» Provided data:
//! Shopwright CLI Library
//!
//! Command-line interface for running the Shopwright journey catalogue.

#![warn(clippy::all)]
#![warn(clippy::pedantic)]
#![warn(clippy::nursery)]
#![allow(clippy::module_name_repetitions)]
#![allow(clippy::format_push_string)]
#![allow(clippy::missing_errors_doc)]

mod commands;
mod config;
mod error;
mod output;
mod runner;

pub use commands::{
    Cli, ColorArg, Commands, ConfigArgs, ListArgs, LogFormatArg, ReportFormatArg, RunArgs,
};
pub use config::{CliConfig, ColorChoice, LogFormat, Verbosity};
pub use error::{CliError, CliResult};
pub use output::{describe, ProgressReporter};
pub use runner::{apply_args, select_journeys, JourneyRunner};

use tracing_subscriber::EnvFilter;

/// Install the global log subscriber on stderr.
///
/// `RUST_LOG` wins over the verbosity flags. Calling this twice is a no-op.
pub fn init_logging(config: &CliConfig) {
    let filter = EnvFilter::try_from_default_env()
        .unwrap_or_else(|_| EnvFilter::new(config.verbosity.log_filter()));
    let builder = tracing_subscriber::fmt()
        .with_env_filter(filter)
        .with_writer(std::io::stderr)
        .with_target(false);
    let _ = match config.log_format {
        LogFormat::Json => builder.json().try_init(),
        LogFormat::Text => builder.with_ansi(config.color.should_color()).try_init(),
    };
}
impl Locator {
    /// Create a new locator with a CSS selector
    #[must_use]
    pub fn new(selector: impl Into<String>) -> Self {
        Self::from_selector(Selector::css(selector))
    }

    /// Create a locator from a selector
    #[must_use]
    pub const fn from_selector(selector: Selector) -> Self {
        Self {
            selector,
            index: ElementIndex::All,
            timeout: None,
            strict: true,
        }
    }

    /// Locator for the innermost element containing `text`
    #[must_use]
    pub fn text(text: impl Into<String>) -> Self {
        Self::from_selector(Selector::text(text))
    }

    /// Locator for an element with `role` and accessible `name`
    #[must_use]
    pub fn role(role: impl Into<String>, name: impl Into<String>) -> Self {
        Self::from_selector(Selector::role(role, name))
    }

    /// Locator for an element with attribute `name="value"`
    #[must_use]
    pub fn attribute(name: impl Into<String>, value: impl Into<String>) -> Self {
        Self::from_selector(Selector::attribute(name, value))
    }

    /// Filter by text content.
    ///
    /// Only CSS locators can be filtered; other strategies already match on
    /// text or a fixed attribute and are returned unchanged.
    #[must_use]
    pub fn with_text(self, text: impl Into<String>) -> Self {
        let selector = match self.selector {
            Selector::Css { css } => Selector::CssWithText {
                css,
                text: text.into(),
            },
            other => other,
        };
        Self { selector, ..self }
    }

    /// Narrow to the first match
    #[must_use]
    pub const fn first(mut self) -> Self {
        self.index = ElementIndex::First;
        self
    }

    /// Narrow to the zero-based n-th match
    #[must_use]
    pub const fn nth(mut self, n: usize) -> Self {
        self.index = ElementIndex::Nth(n);
        self
    }

    /// Narrow to the last match
    #[must_use]
    pub const fn last(mut self) -> Self {
        self.index = ElementIndex::Last;
        self
    }

    /// Set a custom timeout
    #[must_use]
    pub const fn with_timeout(mut self, timeout: Duration) -> Self {
        self.timeout = Some(timeout);
        self
    }

    /// Disable strict mode (allow multiple matches)
    #[must_use]
    pub const fn with_strict(mut self, strict: bool) -> Self {
        self.strict = strict;
        self
    }

    /// Get the selector
    #[must_use]
    pub const fn selector(&self) -> &Selector {
        &self.selector
    }

    /// Get the element index
    #[must_use]
    pub const fn index(&self) -> ElementIndex {
        self.index
    }

    /// Per-locator timeout override
    #[must_use]
    pub const fn timeout(&self) -> Option<Duration> {
        self.timeout
    }

    /// Whether multiple matches are an error for interactions
    #[must_use]
    pub const fn is_strict(&self) -> bool {
        self.strict && matches!(self.index, ElementIndex::All)
    }
}

impl fmt::Display for Locator {
    fn fmt(&self, f: &mut fmt::Formatter<'_>) -> fmt::Result {
        write!(f, "{}", self.selector)?;
        match self.index {
            ElementIndex::All => Ok(()),
            ElementIndex::First => write!(f, " >> nth=0"),
            ElementIndex::Nth(n) => write!(f, " >> nth={n}"),
            ElementIndex::Last => write!(f, " >> nth=-1"),
        }
    }
}

impl From<Selector> for Locator {
    fn from(selector: Selector) -> Self {
        Self::from_selector(selector)
    }
}

#[cfg(test)]
#[allow(clippy::unwrap_used)]
mod tests {
    use super::*;

    mod selector_tests {
        use super::*;

        #[test]
        fn test_css_selector_js() {
            let js = Selector::css("input[data-qa=\"login-email\"]").to_js_all();
            assert!(js.contains("querySelectorAll"));
            assert!(js.contains(r#""input[data-qa=\"login-email\"]""#));
        }

        #[test]
        fn test_text_selector_picks_innermost() {
            let js = Selector::text("Logged in as").to_js_all();
            assert!(js.contains("el.children"));
            assert!(js.contains("logged in as"));
        }

        #[test]
        fn test_role_selector_uses_implicit_role() {
            let js = Selector::role("link", "Contact Us").to_js_all();
            assert!(js.contains("a[href]"));
            assert!(js.contains("contact us"));
        }

        #[test]
        fn test_attribute_selector_js() {
            let js = Selector::attribute("data-qa", "signup-name").to_js_all();
            assert!(js.contains("getAttribute(\"data-qa\") === \"signup-name\""));
        }

        #[test]
        fn test_display() {
            assert_eq!(Selector::css("#days").to_string(), "css=#days");
            assert_eq!(
                Selector::role("link", "Cart").to_string(),
                "role=link[name=\"Cart\"]"
            );
            assert_eq!(
                Selector::css_with_text("p", "Email Address already exist!").to_string(),
                "p:has-text(\"Email Address already exist!\")"
            );
        }

        #[test]
        fn test_text_matches_is_case_and_space_insensitive() {
            assert!(text_matches("  Logged in as\n  Jane ", "logged in as jane"));
            assert!(!text_matches("Login", "Logout"));
        }

        #[test]
        fn test_unknown_role_falls_back_to_explicit() {
            assert_eq!(implicit_role_css("tab"), "[role]");
        }
    }

    mod locator_tests {
        use super::*;

        #[test]
        fn test_locator_new() {
            let locator = Locator::new("button");
            assert!(matches!(locator.selector(), Selector::Css { .. }));
            assert!(locator.is_strict());
            assert_eq!(locator.timeout(), None);
        }

        #[test]
        fn test_locator_with_text() {
            let locator = Locator::new("a").with_text("Logout");
            assert!(matches!(locator.selector(), Selector::CssWithText { .. }));
        }

        #[test]
        fn test_with_text_keeps_non_css() {
            let locator = Locator::role("link", "Cart").with_text("ignored");
            assert_eq!(locator.selector(), &Selector::role("link", "Cart"));
        }

        #[test]
        fn test_narrowing_disables_strictness() {
            assert!(!Locator::new("a").first().is_strict());
            assert!(!Locator::new("a").nth(2).is_strict());
            assert!(!Locator::new("a").with_strict(false).is_strict());
        }

        #[test]
        fn test_locator_timeout() {
            let locator = Locator::new("button").with_timeout(Duration::from_secs(10));
            assert_eq!(locator.timeout(), Some(Duration::from_secs(10)));
        }

        #[test]
        fn test_display_includes_index() {
            assert_eq!(Locator::new("a").last().to_string(), "css=a >> nth=-1");
            assert_eq!(Locator::new("a").nth(3).to_string(), "css=a >> nth=3");
        }
    }

    mod index_tests {
        use super::*;

        #[test]
        fn test_resolve() {
            assert_eq!(ElementIndex::All.resolve(0), None);
            assert_eq!(ElementIndex::First.resolve(3), Some(0));
            assert_eq!(ElementIndex::Nth(2).resolve(3), Some(2));
            assert_eq!(ElementIndex::Nth(3).resolve(3), None);
            assert_eq!(ElementIndex::Last.resolve(3), Some(2));
        }
    }

    mod property_tests {
        use super::*;
        use proptest::prelude::*;

        proptest! {
            #[test]
            fn prop_css_js_is_valid_json_literal(css in "[a-z#.\\[\\]=\"' -]{1,40}") {
                let js = Selector::css(css.clone()).to_js_all();
                let start = js.find('(').unwrap() + 1;
                let inner = &js[start..];
                let inner = inner.strip_prefix("document.querySelectorAll(").unwrap();
                let literal = inner.strip_suffix("))").unwrap();
                let parsed: String = serde_json::from_str(literal).unwrap();
                prop_assert_eq!(parsed, css);
            }

            #[test]
            fn prop_resolve_stays_in_bounds(count in 0usize..50, k in 0usize..60) {
                for index in [ElementIndex::All, ElementIndex::First, ElementIndex::Nth(k), ElementIndex::Last] {
                    if let Some(i) = index.resolve(count) {
                        prop_assert!(i < count);
                    }
                }
            }

            #[test]
            fn prop_text_matches_self(s in "[A-Za-z !]{1,30}") {
                prop_assert!(text_matches(&s, &s));
            }
        }
    }
}
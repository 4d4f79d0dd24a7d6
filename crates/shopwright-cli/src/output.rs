//! Output formatting and progress reporting

use console::{style, Style, Term};
use indicatif::{ProgressBar, ProgressStyle};
use shopwright::{LifecycleHooks, ScenarioResult, ScenarioStatus, SuiteResults, TestSuite};
use std::sync::{Mutex, PoisonError};
use std::time::Duration;

/// Progress reporter for journey execution.
///
/// Registered with the harness as lifecycle hooks: the bar is created in
/// `before_all` and advanced as each journey finishes.
#[derive(Debug)]
pub struct ProgressReporter {
    term: Term,
    progress_bar: Mutex<Option<ProgressBar>>,
    /// Whether to use colors
    pub use_color: bool,
    /// Quiet mode
    pub quiet: bool,
}

impl Default for ProgressReporter {
    fn default() -> Self {
        Self::new(true, false)
    }
}

impl ProgressReporter {
    /// Create a new progress reporter
    #[must_use]
    pub fn new(use_color: bool, quiet: bool) -> Self {
        Self {
            term: Term::stderr(),
            progress_bar: Mutex::new(None),
            use_color,
            quiet,
        }
    }

    fn bar(&self) -> Option<ProgressBar> {
        self.progress_bar
            .lock()
            .unwrap_or_else(PoisonError::into_inner)
            .clone()
    }

    /// Start a progress bar for `total` journeys
    pub fn start_progress(&self, total: u64, message: &str) {
        if self.quiet || !self.term.is_term() {
            return;
        }

        let pb = ProgressBar::new(total);
        pb.set_style(
            ProgressStyle::default_bar()
                .template("{spinner:.green} [{bar:40.cyan/blue}] {pos}/{len} {msg}")
                .unwrap_or_else(|_| ProgressStyle::default_bar())
                .progress_chars("=>-"),
        );
        pb.set_message(message.to_string());
        pb.enable_steady_tick(Duration::from_millis(120));
        *self
            .progress_bar
            .lock()
            .unwrap_or_else(PoisonError::into_inner) = Some(pb);
    }

    /// Finish progress bar
    pub fn finish(&self) {
        if let Some(pb) = self.bar() {
            pb.finish_and_clear();
        }
    }

    fn write_line(&self, line: &str) {
        match self.bar() {
            Some(pb) => pb.println(line),
            None => {
                let _ = self.term.write_line(line);
            }
        }
    }

    /// Print a success message
    pub fn success(&self, message: &str) {
        if self.quiet {
            return;
        }

        let prefix = if self.use_color {
            style("✓").green().bold().to_string()
        } else {
            "PASS".to_string()
        };

        self.write_line(&format!("{prefix} {message}"));
    }

    /// Print a failure message
    pub fn failure(&self, message: &str) {
        // Always print failures, even in quiet mode
        let prefix = if self.use_color {
            style("✗").red().bold().to_string()
        } else {
            "FAIL".to_string()
        };

        self.write_line(&format!("{prefix} {message}"));
    }

    /// Print a skipped message
    pub fn skipped(&self, message: &str) {
        if self.quiet {
            return;
        }

        let prefix = if self.use_color {
            style("-").yellow().bold().to_string()
        } else {
            "SKIP".to_string()
        };

        self.write_line(&format!("{prefix} {message}"));
    }

    /// Print a section header
    pub fn header(&self, title: &str) {
        if self.quiet {
            return;
        }

        let styled = if self.use_color {
            style(title).bold().underlined().to_string()
        } else {
            format!("=== {title} ===")
        };

        let _ = self.term.write_line("");
        let _ = self.term.write_line(&styled);
    }

    /// Print run summary
    pub fn summary(&self, passed: usize, failed: usize, skipped: usize, duration: Duration) {
        if self.quiet && failed == 0 {
            return;
        }

        let _ = self.term.write_line("");

        let total = passed + failed + skipped;
        let duration_secs = duration.as_secs_f64();

        if self.use_color {
            let passed_style = Style::new().green().bold();
            let failed_style = Style::new().red().bold();
            let skipped_style = Style::new().yellow();

            let status = if failed > 0 {
                failed_style.apply_to("FAILED")
            } else {
                passed_style.apply_to("PASSED")
            };

            let _ = self.term.write_line(&format!(
                "{} {} journeys in {:.2}s ({} passed, {} failed, {} skipped)",
                status,
                total,
                duration_secs,
                passed_style.apply_to(passed),
                if failed > 0 {
                    failed_style.apply_to(failed).to_string()
                } else {
                    failed.to_string()
                },
                skipped_style.apply_to(skipped)
            ));
        } else {
            let status = if failed > 0 { "FAILED" } else { "PASSED" };
            let _ = self.term.write_line(&format!(
                "{status} {total} journeys in {duration_secs:.2}s ({passed} passed, {failed} failed, {skipped} skipped)"
            ));
        }
    }
}

/// One-line description of a finished journey
#[must_use]
pub fn describe(result: &ScenarioResult) -> String {
    let mut line = format!("{} ({} ms)", result.name, result.duration.as_millis());
    if let Some(error) = &result.error {
        line.push_str(&format!("\n    {error}"));
    }
    if let Some(path) = &result.screenshot {
        line.push_str(&format!("\n    screenshot: {}", path.display()));
    }
    line
}

impl LifecycleHooks for ProgressReporter {
    fn before_all(&self, suite: &TestSuite) {
        self.header(&format!("{} ({} journeys)", suite.name, suite.len()));
        self.start_progress(suite.len() as u64, "running");
    }

    fn before_each(&self, scenario: &str) {
        if let Some(pb) = self.bar() {
            pb.set_message(scenario.to_string());
        }
    }

    fn after_each(&self, result: &ScenarioResult) {
        match result.status {
            ScenarioStatus::Passed => self.success(&describe(result)),
            ScenarioStatus::Failed => self.failure(&describe(result)),
            ScenarioStatus::Skipped => self.skipped(&result.name),
        }
        if let Some(pb) = self.bar() {
            pb.inc(1);
        }
    }

    fn after_all(&self, results: &SuiteResults) {
        self.finish();
        self.summary(
            results.passed_count(),
            results.failed_count(),
            results.skipped_count(),
            results.duration,
        );
    }
}

#[cfg(test)]
#[allow(clippy::unwrap_used, clippy::expect_used)]
mod tests {
    use super::*;

    mod progress_reporter_tests {
        use super::*;

        #[test]
        fn test_new_reporter() {
            let reporter = ProgressReporter::new(true, false);
            assert!(reporter.use_color);
            assert!(!reporter.quiet);
        }

        #[test]
        fn test_quiet_reporter_has_no_bar() {
            let reporter = ProgressReporter::new(false, true);
            reporter.start_progress(3, "running");
            assert!(reporter.bar().is_none());
        }

        #[test]
        fn test_hooks_do_not_panic_without_terminal() {
            let reporter = ProgressReporter::new(false, false);
            let suite = TestSuite::new("shop");
            reporter.before_all(&suite);
            reporter.before_each("login_logout");
            reporter.after_each(&ScenarioResult::skipped("login_logout"));
            reporter.after_all(&SuiteResults {
                suite_name: "shop".to_string(),
                results: vec![ScenarioResult::skipped("login_logout")],
                duration: Duration::from_millis(5),
            });
        }
    }

    mod describe_tests {
        use super::*;

        #[test]
        fn test_describe_includes_error() {
            let result = ScenarioResult::fail(
                "login_invalid_credentials",
                &shopwright::E2eError::driver("browser session is closed"),
            )
            .with_duration(Duration::from_millis(42));
            let line = describe(&result);
            assert!(line.starts_with("login_invalid_credentials (42 ms)"));
            assert!(line.contains("browser session is closed"));
        }
    }
}
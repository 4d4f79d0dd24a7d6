//! `/contact_us`: the "Get In Touch" form with a file upload.

use crate::dialog::{DialogPolicy, DialogType};
use crate::expect::expect;
use crate::locator::Locator;
use crate::page_object::PageObject;
use crate::result::{E2eError, E2eResult};
use crate::session::Session;
use std::path::Path;

/// Success banner after the form is submitted
pub const CONTACT_SUCCESS: &str = "Success! Your details have been submitted successfully.";

/// Contact form
#[derive(Debug, Clone)]
pub struct ContactPage<'s> {
    session: &'s Session,
    heading: Locator,
    name: Locator,
    email: Locator,
    subject: Locator,
    message: Locator,
    upload: Locator,
    submit: Locator,
    status: Locator,
    home_button: Locator,
}

impl<'s> ContactPage<'s> {
    /// Bind the page locators to `session`; no I/O happens here
    #[must_use]
    pub fn new(session: &'s Session) -> Self {
        Self {
            session,
            heading: Locator::role("heading", "Get In Touch"),
            name: Locator::new("input[name=\"name\"]"),
            email: Locator::new("input[name=\"email\"]"),
            subject: Locator::new("input[name=\"subject\"]"),
            message: Locator::new("textarea[name=\"message\"]"),
            upload: Locator::new("input[name=\"upload_file\"]"),
            submit: Locator::new("input[name=\"submit\"]"),
            status: Locator::new(".status.alert-success"),
            home_button: Locator::new("a.btn-success[href=\"/\"]"),
        }
    }

    /// "Get In Touch" is shown
    pub async fn verify_get_in_touch(&self) -> E2eResult<()> {
        expect(self.session.locate(&self.heading))
            .to_be_visible()
            .await
    }

    /// The success banner is shown
    pub async fn verify_success(&self) -> E2eResult<()> {
        expect(self.session.locate(&self.status))
            .to_have_text(CONTACT_SUCCESS)
            .await
    }

    /// A confirm dialog was raised and accepted
    pub async fn verify_confirmation_accepted(&self) -> E2eResult<()> {
        let dialogs = self.session.dialogs();
        match dialogs.last() {
            Some(dialog) if dialog.dialog_type == DialogType::Confirm && dialog.accepted() => {
                Ok(())
            }
            other => Err(E2eError::AssertionFailed {
                expectation: "an accepted confirm dialog".to_string(),
                actual: other.map_or_else(
                    || "no dialog".to_string(),
                    |d| format!("{} {:?} ({:?})", d.dialog_type, d.message, d.action),
                ),
                page: self.session.page_state().await,
            }),
        }
    }

    /// Type the sender name
    pub async fn fill_name(&self, value: &str) -> E2eResult<()> {
        self.session.locate(&self.name).fill(value).await
    }

    /// Type the sender email
    pub async fn fill_email(&self, value: &str) -> E2eResult<()> {
        self.session.locate(&self.email).fill(value).await
    }

    /// Type the subject
    pub async fn fill_subject(&self, value: &str) -> E2eResult<()> {
        self.session.locate(&self.subject).fill(value).await
    }

    /// Type the message body
    pub async fn fill_message(&self, value: &str) -> E2eResult<()> {
        self.session.locate(&self.message).fill(value).await
    }

    /// Choose the file to upload with the message
    pub async fn attach_file(&self, path: &Path) -> E2eResult<()> {
        self.session
            .locate(&self.upload)
            .set_input_files(&[path.to_path_buf()])
            .await
    }

    /// Answer the upcoming "Press OK to proceed!" confirm with OK
    pub fn accept_confirmation(&self) {
        self.session.on_dialog(DialogPolicy::AcceptAll);
    }

    /// Submit the form; the confirm dialog is answered by the session's dialog policy
    pub async fn click_submit(&self) -> E2eResult<()> {
        self.session.locate(&self.submit).click().await
    }

    /// Return to the site root from the success banner
    pub async fn click_home(&self) -> E2eResult<()> {
        self.session.locate(&self.home_button).click().await
    }
}

impl PageObject for ContactPage<'_> {
    fn session(&self) -> &Session {
        self.session
    }

    fn page_name(&self) -> &'static str {
        "contact"
    }

    fn url_pattern(&self) -> &str {
        "/contact_us"
    }

    fn landmark(&self) -> &Locator {
        &self.heading
    }

    fn locators(&self) -> Vec<(&'static str, &Locator)> {
        vec![
            ("heading", &self.heading),
            ("name", &self.name),
            ("email", &self.email),
            ("subject", &self.subject),
            ("message", &self.message),
            ("upload", &self.upload),
            ("submit", &self.submit),
            ("status", &self.status),
            ("home_button", &self.home_button),
        ]
    }
}
//! Real Chromium over the Chrome `DevTools` Protocol.
//!
//! Each [`ChromiumDriver`] owns one browser process with a private profile
//! directory and a single page, so parallel sessions never share cookies.
//! The profile is a [`TempDir`]: it is removed on `close()` and also when the
//! driver is dropped without closing, e.g. when a run is cancelled.
//! Element primitives compile the selector to JavaScript with
//! [`Selector::to_js_all`] and act on the element at the requested index.
//! Clicks, uploads and element screenshots go through a CDP element handle,
//! found by tagging the target with a one-off attribute.

#![allow(clippy::significant_drop_tightening)]

use super::{BrowserConfig, Driver, ScreenshotTarget};
use crate::dialog::{Dialog, DialogLog, DialogPolicy, DialogType};
use crate::locator::Selector;
use crate::result::{E2eError, E2eResult};
use async_trait::async_trait;
use chromiumoxide::browser::{Browser as CdpBrowser, BrowserConfig as CdpConfig};
use chromiumoxide::cdp::browser_protocol::dom::SetFileInputFilesParams;
use chromiumoxide::cdp::browser_protocol::page::{
    CaptureScreenshotFormat, EventJavascriptDialogOpening, HandleJavaScriptDialogParams,
};
use chromiumoxide::element::Element;
use chromiumoxide::page::{Page as CdpPage, ScreenshotParams};
use futures::StreamExt;
use serde::de::DeserializeOwned;
use std::path::{Path, PathBuf};
use std::sync::atomic::{AtomicBool, Ordering};
use std::sync::PoisonError;
use std::time::Duration;
use tempfile::TempDir;
use tokio::sync::Mutex;
use tokio::task::JoinHandle;

const TARGET_ATTRIBUTE: &str = "data-shopwright-target";
const EVAL_ATTEMPTS: usize = 3;
const PROFILE_PREFIX: &str = "shopwright-";

/// Chromium-backed driver
#[derive(Debug)]
pub struct ChromiumDriver {
    config: BrowserConfig,
    browser: Mutex<CdpBrowser>,
    page: CdpPage,
    dialogs: DialogLog,
    handler: JoinHandle<()>,
    dialog_task: JoinHandle<()>,
    closed: AtomicBool,
    profile_path: PathBuf,
    // Declared after `browser` so it is dropped after the process is killed
    profile: std::sync::Mutex<Option<TempDir>>,
}

fn new_profile() -> E2eResult<TempDir> {
    Ok(tempfile::Builder::new().prefix(PROFILE_PREFIX).tempdir()?)
}

impl ChromiumDriver {
    /// Launch a new browser instance with one blank page
    ///
    /// # Errors
    ///
    /// Returns a driver fault if the browser cannot be launched
    pub async fn launch(config: BrowserConfig) -> E2eResult<Self> {
        let profile = new_profile()?;

        let mut builder = CdpConfig::builder()
            .window_size(config.viewport_width, config.viewport_height)
            .user_data_dir(profile.path())
            .arg("--no-first-run")
            .arg("--no-default-browser-check")
            .arg("--disable-dev-shm-usage");

        if !config.headless {
            builder = builder.with_head();
        }

        if !config.sandbox {
            builder = builder.no_sandbox();
        }

        if let Some(ref path) = config.chromium_path {
            builder = builder.chrome_executable(path);
        }

        let cdp_config = builder
            .build()
            .map_err(|e| E2eError::driver(format!("invalid browser config: {e}")))?;

        let (browser, mut handler) = CdpBrowser::launch(cdp_config)
            .await
            .map_err(|e| E2eError::driver(format!("failed to launch chromium: {e}")))?;

        let handler = tokio::spawn(async move {
            while let Some(event) = handler.next().await {
                if event.is_err() {
                    break;
                }
            }
        });

        let page = browser
            .new_page("about:blank")
            .await
            .map_err(|e| E2eError::driver(format!("failed to open page: {e}")))?;

        let dialogs = DialogLog::new();
        let mut events = page
            .event_listener::<EventJavascriptDialogOpening>()
            .await
            .map_err(|e| E2eError::driver(format!("failed to watch dialogs: {e}")))?;
        let dialog_page = page.clone();
        let dialog_log = dialogs.clone();
        let dialog_task = tokio::spawn(async move {
            while let Some(event) = events.next().await {
                let dialog = dialog_log.handle(
                    DialogType::from_cdp(event.r#type.as_ref()),
                    event.message.clone(),
                );
                let params = HandleJavaScriptDialogParams::new(dialog.accepted());
                if let Err(e) = dialog_page.execute(params).await {
                    tracing::warn!(error = %e, "failed to answer dialog");
                }
            }
        });

        tracing::info!(
            headless = config.headless,
            profile = %profile.path().display(),
            "chromium launched"
        );

        Ok(Self {
            config,
            browser: Mutex::new(browser),
            page,
            dialogs,
            handler,
            dialog_task,
            closed: AtomicBool::new(false),
            profile_path: profile.path().to_path_buf(),
            profile: std::sync::Mutex::new(Some(profile)),
        })
    }

    /// Launch configuration
    #[must_use]
    pub const fn config(&self) -> &BrowserConfig {
        &self.config
    }

    /// Private profile directory of this browser
    #[must_use]
    pub fn profile_dir(&self) -> &Path {
        &self.profile_path
    }

    fn remove_profile(&self) {
        let profile = self
            .profile
            .lock()
            .unwrap_or_else(PoisonError::into_inner)
            .take();
        if let Some(profile) = profile {
            if let Err(e) = profile.close() {
                tracing::warn!(error = %e, profile = %self.profile_path.display(), "failed to remove profile");
            }
        }
    }

    fn ensure_open(&self) -> E2eResult<()> {
        if self.closed.load(Ordering::SeqCst) {
            return Err(E2eError::driver("browser session is closed"));
        }
        Ok(())
    }

    /// Evaluate an expression, retrying while a navigation swaps the
    /// execution context.
    async fn eval<T: DeserializeOwned>(&self, js: String) -> E2eResult<T> {
        self.ensure_open()?;
        let mut attempt = 0;
        loop {
            attempt += 1;
            match self.page.evaluate(js.as_str()).await {
                Ok(result) => {
                    return result
                        .into_value::<T>()
                        .map_err(|e| E2eError::driver(format!("unexpected script result: {e}")));
                }
                Err(e) if attempt < EVAL_ATTEMPTS && e.to_string().contains("context") => {
                    tracing::debug!(error = %e, attempt, "execution context changed, retrying");
                    tokio::time::sleep(Duration::from_millis(100)).await;
                }
                Err(e) => return Err(E2eError::driver(format!("script failed: {e}"))),
            }
        }
    }

    /// Run a statement against the element at `index`; the body sees it as `el`
    /// and returns a status string.
    async fn with_element(
        &self,
        selector: &Selector,
        index: usize,
        action: &str,
        body: &str,
    ) -> E2eResult<String> {
        let js = format!(
            "(() => {{ const el = ({})[{index}]; if (!el) return 'missing'; {body} }})()",
            selector.to_js_all()
        );
        let status: String = self.eval(js).await?;
        if status == "missing" {
            return Err(missing(selector, index, action));
        }
        Ok(status)
    }

    async fn element_handle(
        &self,
        selector: &Selector,
        index: usize,
        action: &str,
    ) -> E2eResult<Element> {
        let token = uuid::Uuid::new_v4().simple().to_string();
        let body = format!(
            "el.scrollIntoView({{block: 'center'}}); el.setAttribute({TARGET_ATTRIBUTE:?}, {token:?}); return 'ok';"
        );
        self.with_element(selector, index, action, &body).await?;
        self.page
            .find_element(format!("[{TARGET_ATTRIBUTE}=\"{token}\"]"))
            .await
            .map_err(|_| missing(selector, index, action))
    }
}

» Exercise prompt: Return a copy of each line of the material that holds the word "TestSuite".

» Response:
use shopwright::{LifecycleHooks, ScenarioResult, ScenarioStatus, SuiteResults, TestSuite};
    fn before_all(&self, suite: &TestSuite) {
            let suite = TestSuite::new("shop");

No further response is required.